Only when the inspector is satisfied that the food handling operations of the business pose no harm to the food would they issue the Certificate of Acceptability.
The Main Requirements of Regulations R638 in a Nutshell
Regulations R638 consist of 17 Regulations and 7 Annexures and the main regulatory requirements are:
- Regulation 3: Requirements for a Certificate of Acceptability.
- Regulation 5: Standards and Requirements for Food Premises.
- Regulation 6: Standards and Requirements for Facilities on Food Premises.
- Regulation 7: Standards and Requirements for Food Containers, Appliances, and Equipment.
- Regulation 8: Standards and Requirements for the Display, Storage and Temperature of Food.
- Regulation 9: Standards and Requirements for Protective Clothing
- Regulation 10: Duties of the Person in Charge of Food Premises
- Regulation 11: Duties of a Food Handler
- Regulation 12: Standards and Requirements for the Transportation and Handling of Meat and Meat Products
- Regulation 13: Standards and Requirements for the Transportation of Food
The 5 Basic Steps to Get a Certificate of Acceptability (COA)?
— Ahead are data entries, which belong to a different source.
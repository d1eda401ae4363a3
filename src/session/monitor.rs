// src/session/monitor.rs

use serde::{Deserialize, Serialize};

/// External attention signals reported by the client while a quiz is open.
/// Two binary sources: page visibility and window focus.
#[derive(Debug, Clone, Copy, PartialEq, Eq, Serialize, Deserialize)]
#[serde(rename_all = "snake_case")]
pub enum AttentionSignal {
    PageHidden,
    PageVisible,
    WindowBlurred,
    WindowFocused,
}

/// What the client should do after a signal: drive the looping alarm and
/// optionally show a one-time warning notification.
#[derive(Debug, Clone, Copy, Serialize)]
pub struct AttentionUpdate {
    pub alarm_on: bool,
    pub warn: bool,
}

/// Anti-cheat monitor for one session.
///
/// Pure observer: turns the alarm on when attention leaves the quiz
/// (page hidden or window blurred) and off when it returns, emitting a
/// warning on each return. Signals have no effect unless the session is
/// in progress, and the alarm is forced off when the session leaves the
/// in-progress state.
#[derive(Debug, Default)]
pub struct AttentionMonitor {
    alarm_on: bool,
    warnings_issued: u32,
}

impl AttentionMonitor {
    pub fn new() -> Self {
        Self::default()
    }

    pub fn alarm_on(&self) -> bool {
        self.alarm_on
    }

    pub fn warnings_issued(&self) -> u32 {
        self.warnings_issued
    }

    /// Applies one attention signal. `in_progress` reflects the session
    /// state at the moment of the signal; outside of it nothing changes.
    pub fn observe(&mut self, signal: AttentionSignal, in_progress: bool) -> AttentionUpdate {
        if !in_progress {
            return AttentionUpdate {
                alarm_on: self.alarm_on,
                warn: false,
            };
        }

        let mut warn = false;
        match signal {
            AttentionSignal::PageHidden | AttentionSignal::WindowBlurred => {
                self.alarm_on = true;
            }
            AttentionSignal::PageVisible => {
                self.alarm_on = false;
                warn = true;
            }
            AttentionSignal::WindowFocused => {
                // Focus only clears an active alarm; a focus event with no
                // alarm running carries no information.
                if self.alarm_on {
                    self.alarm_on = false;
                    warn = true;
                }
            }
        }

        if warn {
            self.warnings_issued += 1;
        }

        AttentionUpdate {
            alarm_on: self.alarm_on,
            warn,
        }
    }

    /// Cleanup guarantee: the alarm never keeps sounding after the quiz
    /// ends. Called when the session leaves the in-progress state.
    pub fn force_off(&mut self) {
        self.alarm_on = false;
    }
}
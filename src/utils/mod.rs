// src/utils/mod.rs

pub mod code;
- Download a copy of Regulations R638.
- Ensure that your facility complies with the requirements as detailed in the regulation, including the required Food Safety training. Our Food Safety Course for Persons in Charge simplifies all the requirements of Regulations R638.
- Contact your local authority/municipality and apply for a COA.
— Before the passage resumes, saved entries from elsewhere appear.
//! Model registry: the catalog of known models and their install state.
//!
//! The registry is a map from model name to descriptor. Installed state is
//! changed only through [`ModelRegistry::set_installed`], which replaces the
//! flag under the write lock, so a concurrent [`ModelRegistry::list_catalog`]
//! never observes a half-updated descriptor.

use std::collections::{BTreeMap, HashMap};
use std::path::Path;
use std::sync::{PoisonError, RwLock};

use tracing::debug;

use crate::domain::{ModelCapabilities, ModelDescriptor};
use crate::error::RegistryError;

#[derive(Debug)]
pub struct ModelRegistry {
    models: RwLock<BTreeMap<String, ModelDescriptor>>,
}

impl ModelRegistry {
    /// Build a registry from an explicit catalog.
    ///
    /// Rejects duplicate names and names that would share an on-disk
    /// directory.
    pub fn new(catalog: Vec<ModelDescriptor>) -> Result<Self, RegistryError> {
        let mut models = BTreeMap::new();
        let mut dirs: HashMap<String, String> = HashMap::new();

        for model in catalog {
            if models.contains_key(&model.name) {
                return Err(RegistryError::DuplicateName(model.name));
            }
            let dir = model.dir_name();
            if let Some(first) = dirs.insert(dir.clone(), model.name.clone()) {
                return Err(RegistryError::DirectoryCollision {
                    first,
                    second: model.name,
                    dir,
                });
            }
            models.insert(model.name.clone(), model);
        }

        Ok(Self {
            models: RwLock::new(models),
        })
    }

    /// Registry seeded with the built-in catalog, all marked not installed.
    pub fn builtin() -> Self {
        Self::new(builtin_catalog()).unwrap_or_else(|err| {
            unreachable!("built-in catalog is invalid: {err}");
        })
    }

    /// Look up a descriptor by name.
    pub fn get(&self, name: &str) -> Option<ModelDescriptor> {
        self.read().get(name).cloned()
    }

    pub fn contains(&self, name: &str) -> bool {
        self.read().contains_key(name)
    }

    pub fn len(&self) -> usize {
        self.read().len()
    }

    pub fn is_empty(&self) -> bool {
        self.read().is_empty()
    }

    /// Set the installed flag. Returns `false` for unknown names.
    pub fn set_installed(&self, name: &str, installed: bool) -> bool {
        let mut models = self
            .models
            .write()
            .unwrap_or_else(PoisonError::into_inner);
        match models.get_mut(name) {
            Some(model) => {
                if model.is_installed != installed {
                    debug!(model = %name, installed, "Updating install state");
                }
                model.is_installed = installed;
                true
            }
            None => false,
        }
    }

    /// Catalog in display order: installed first, then case-insensitive
    /// display name.
    pub fn list_catalog(&self) -> Vec<ModelDescriptor> {
        let mut list: Vec<ModelDescriptor> = self.read().values().cloned().collect();
        list.sort_by(|a, b| {
            b.is_installed.cmp(&a.is_installed).then_with(|| {
                a.display_name
                    .to_lowercase()
                    .cmp(&b.display_name.to_lowercase())
            })
        });
        list
    }

    /// Reconcile installed flags with what is on disk under `models_root`.
    ///
    /// Returns the number of descriptors whose flag changed.
    pub fn refresh_from_disk(&self, models_root: &Path) -> usize {
        let mut models = self
            .models
            .write()
            .unwrap_or_else(PoisonError::into_inner);
        let mut changed = 0;
        for model in models.values_mut() {
            let present = model.is_present_in(models_root);
            if model.is_installed != present {
                model.is_installed = present;
                changed += 1;
            }
        }
        changed
    }

    fn read(&self) -> std::sync::RwLockReadGuard<'_, BTreeMap<String, ModelDescriptor>> {
        self.models.read().unwrap_or_else(PoisonError::into_inner)
    }
}

impl Default for ModelRegistry {
    fn default() -> Self {
        Self::builtin()
    }
}

/// The fixed list of models offered out of the box.
pub fn builtin_catalog() -> Vec<ModelDescriptor> {
    use ModelCapabilities as Caps;

    vec![
        ModelDescriptor::new(
            "qwen2.5-coder:1.5b",
            "Qwen2.5 Coder 1.5B",
            "Small code model with fill-in-the-middle support, fast on CPU.",
            "986 MB",
            1_540_000_000,
            Caps::COMPLETION | Caps::CODE | Caps::INFILL,
        ),
        ModelDescriptor::new(
            "qwen2.5-coder:7b",
            "Qwen2.5 Coder 7B",
            "Larger code model for higher quality completions and chat.",
            "4.7 GB",
            7_620_000_000,
            Caps::COMPLETION | Caps::CHAT | Caps::CODE | Caps::INFILL,
        ),
        ModelDescriptor::new(
            "deepseek-coder:1.3b",
            "DeepSeek Coder 1.3B",
            "Compact code completion model.",
            "776 MB",
            1_350_000_000,
            Caps::COMPLETION | Caps::CODE | Caps::INFILL,
        ),
        ModelDescriptor::new(
            "codellama:7b",
            "Code Llama 7B",
            "General code model with instruction following.",
            "3.8 GB",
            6_740_000_000,
            Caps::COMPLETION | Caps::CHAT | Caps::CODE,
        ),
        ModelDescriptor::new(
            "llama3.2:1b",
            "Llama 3.2 1B",
            "Small general-purpose chat model.",
            "1.3 GB",
            1_240_000_000,
            Caps::COMPLETION | Caps::CHAT,
        ),
        ModelDescriptor::new(
            "nomic-embed-text",
            "Nomic Embed Text",
            "Text embedding model for semantic search.",
            "274 MB",
            137_000_000,
            Caps::EMBEDDING,
        ),
    ]
}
- An inspector (EHP) will visit and inspect your premises.
- If satisfied, the local authority will issue you with a COA.
What are the Rules for the Certificate of Acceptability (COA)?
- Display your COA somewhere clearly visible to the public, if practically possible.
- If not possible, keep a copy on hand.
- If the Person in Charge of a facility changes, you must inform the local authority within 30 days to issue a new COA.
- If you make significant renovations that might change the scope of your operations, you must inform the local authority.
- The COA applies to a specific food premise, and if you move your food premises, you will need to apply for another COA.
- A customer has a right to request to see your Certificate of Acceptability.
A Certificate of Acceptability is a food handling business permit confirming that a food handling organisation complies with the basic food safety and hygiene requirements. It is the most basic form of government-issued compliance certification a food-handling organisation requires before implementing more stringent requirements.
It is important to note that it is mandatory to have a Certificate of Acceptability issued under Regulations R638 if you handle food that is included in the scope of the regulation.